Brief » Retype, word for word, every line of the records below starting at the one that contains "let mut header = [0u8; HEADER_SIZE];" and ending at the one that contains "pub fn sync(&mut"; include both of those lines and nothing more.

Records to use »

########

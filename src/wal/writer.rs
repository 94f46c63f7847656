//! WAL Writer
//!
//! Handles appending entries to the WAL file.

use std::fs::{File, OpenOptions};
use std::io::{self, BufWriter, Read, Seek, SeekFrom, Write};
use std::path::{Path, PathBuf};

use serde::de::DeserializeOwned;
use serde::Serialize;

use crate::config::WalSyncStrategy;
use crate::error::Result;

use super::entry::decode_header;
use super::{WalEntry, HEADER_SIZE};

/// Writes entries to the WAL file
pub struct WalWriter {
    /// Path of the log file
    path: PathBuf,

    /// Buffered append handle
    writer: BufWriter<File>,

    /// LSN handed to the next appended entry
    next_lsn: u64,

    /// When to fsync
    sync_strategy: WalSyncStrategy,

    /// Entries written since the last fsync
    unsynced: usize,

    /// Bytes in the file, including buffered bytes
    size: u64,

    /// Appends fail without touching the file while set
    fail_appends: bool,
}

impl WalWriter {
    /// Open or create a WAL file
    ///
    /// Appends continue after the last complete frame; the next LSN follows
    /// the highest LSN already in the file.
    pub fn open(path: &Path, sync_strategy: WalSyncStrategy) -> Result<Self> {
        let mut file = OpenOptions::new()
            .create(true)
            .read(true)
            .append(true)
            .open(path)?;

        let (last_lsn, size) = Self::scan_frames(&mut file)?;
        file.seek(SeekFrom::End(0))?;

        Ok(Self {
            path: path.to_path_buf(),
            writer: BufWriter::new(file),
            next_lsn: last_lsn + 1,
            sync_strategy,
            unsynced: 0,
            size,
            fail_appends: false,
        })
    }

    /// Walk frame headers to find the highest LSN without decoding bodies
    fn scan_frames(file: &mut File) -> Result<(u64, u64)> {
        let len = file.metadata()?.len();
        file.seek(SeekFrom::Start(0))?;

        let mut offset = 0u64;
        let mut last_lsn = 0u64;
        let mut header = [0u8; HEADER_SIZE];

        while offset + HEADER_SIZE as u64 <= len {
            file.read_exact(&mut header)?;
            let (lsn, _crc, body_len) = decode_header(&header);
            let next = offset + HEADER_SIZE as u64 + body_len as u64;
            if next > len {
                break;
            }
            last_lsn = last_lsn.max(lsn);
            file.seek(SeekFrom::Start(next))?;
            offset = next;
        }

        Ok((last_lsn, len))
    }

    /// Append an operation under the next LSN
    pub fn append<T>(&mut self, operation: T) -> Result<u64>
    where
        T: Serialize + DeserializeOwned,
    {
        let entry = WalEntry::new(self.next_lsn, operation);
        self.append_entry(&entry)
    }

    /// Append a pre-built entry, keeping its LSN
    pub fn append_entry<T>(&mut self, entry: &WalEntry<T>) -> Result<u64>
    where
        T: Serialize + DeserializeOwned,
    {
        if self.fail_appends {
            return Err(io::Error::new(io::ErrorKind::Other, "injected append failure").into());
        }

        let frame = entry.serialize()?;
        self.writer.write_all(&frame)?;
        self.size += frame.len() as u64;
        self.next_lsn = self.next_lsn.max(entry.lsn + 1);
        self.unsynced += 1;

        match self.sync_strategy {
            WalSyncStrategy::EveryWrite => self.sync()?,
            WalSyncStrategy::EveryNEntries { count } => {
                if self.unsynced >= count {
                    self.sync()?;
                }
            }
        }

        Ok(entry.lsn)
    }

    /// Force sync to disk
    pub fn sync(&mut self) -> Result<()> {
        self.writer.flush()?;
        self.writer.get_ref().sync_data()?;
        self.unsynced = 0;
        Ok(())
    }

    /// Drop every entry (their effects are durable elsewhere)
    pub fn truncate(&mut self) -> Result<()> {
        self.writer.flush()?;
        let file = self.writer.get_mut();
        file.set_len(0)?;
        file.seek(SeekFrom::Start(0))?;
        file.sync_all()?;
        self.size = 0;
        self.unsynced = 0;
        Ok(())
    }

    /// Get the LSN the next append will use
    pub fn current_lsn(&self) -> u64 {
        self.next_lsn
    }

    /// Bytes written to the log so far
    pub fn size_bytes(&self) -> u64 {
        self.size
    }

    /// Path of the log file
    pub fn path(&self) -> &Path {
        &self.path
    }

    /// Fault injection: make appends fail until cleared
    #[doc(hidden)]
    pub fn set_fail_appends(&mut self, fail: bool) {
        self.fail_appends = fail;
    }
}

impl Drop for WalWriter {
    fn drop(&mut self) {
        if let Err(e) = self.writer.flush() {
            tracing::warn!("Failed to flush WAL {}: {}", self.path.display(), e);
        }
    }
}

########

Written reply »
        let mut header = [0u8; HEADER_SIZE];

        while offset + HEADER_SIZE as u64 <= len {
            file.read_exact(&mut header)?;
            let (lsn, _crc, body_len) = decode_header(&header);
            let next = offset + HEADER_SIZE as u64 + body_len as u64;
            if next > len {
                break;
            }
            last_lsn = last_lsn.max(lsn);
            file.seek(SeekFrom::Start(next))?;
            offset = next;
        }

        Ok((last_lsn, len))
    }

    /// Append an operation under the next LSN
    pub fn append<T>(&mut self, operation: T) -> Result<u64>
    where
        T: Serialize + DeserializeOwned,
    {
        let entry = WalEntry::new(self.next_lsn, operation);
        self.append_entry(&entry)
    }

    /// Append a pre-built entry, keeping its LSN
    pub fn append_entry<T>(&mut self, entry: &WalEntry<T>) -> Result<u64>
    where
        T: Serialize + DeserializeOwned,
    {
        if self.fail_appends {
            return Err(io::Error::new(io::ErrorKind::Other, "injected append failure").into());
        }

        let frame = entry.serialize()?;
        self.writer.write_all(&frame)?;
        self.size += frame.len() as u64;
        self.next_lsn = self.next_lsn.max(entry.lsn + 1);
        self.unsynced += 1;

        match self.sync_strategy {
            WalSyncStrategy::EveryWrite => self.sync()?,
            WalSyncStrategy::EveryNEntries { count } => {
                if self.unsynced >= count {
                    self.sync()?;
                }
            }
        }

        Ok(entry.lsn)
    }

    /// Force sync to disk
    pub fn sync(&mut self) -> Result<()> {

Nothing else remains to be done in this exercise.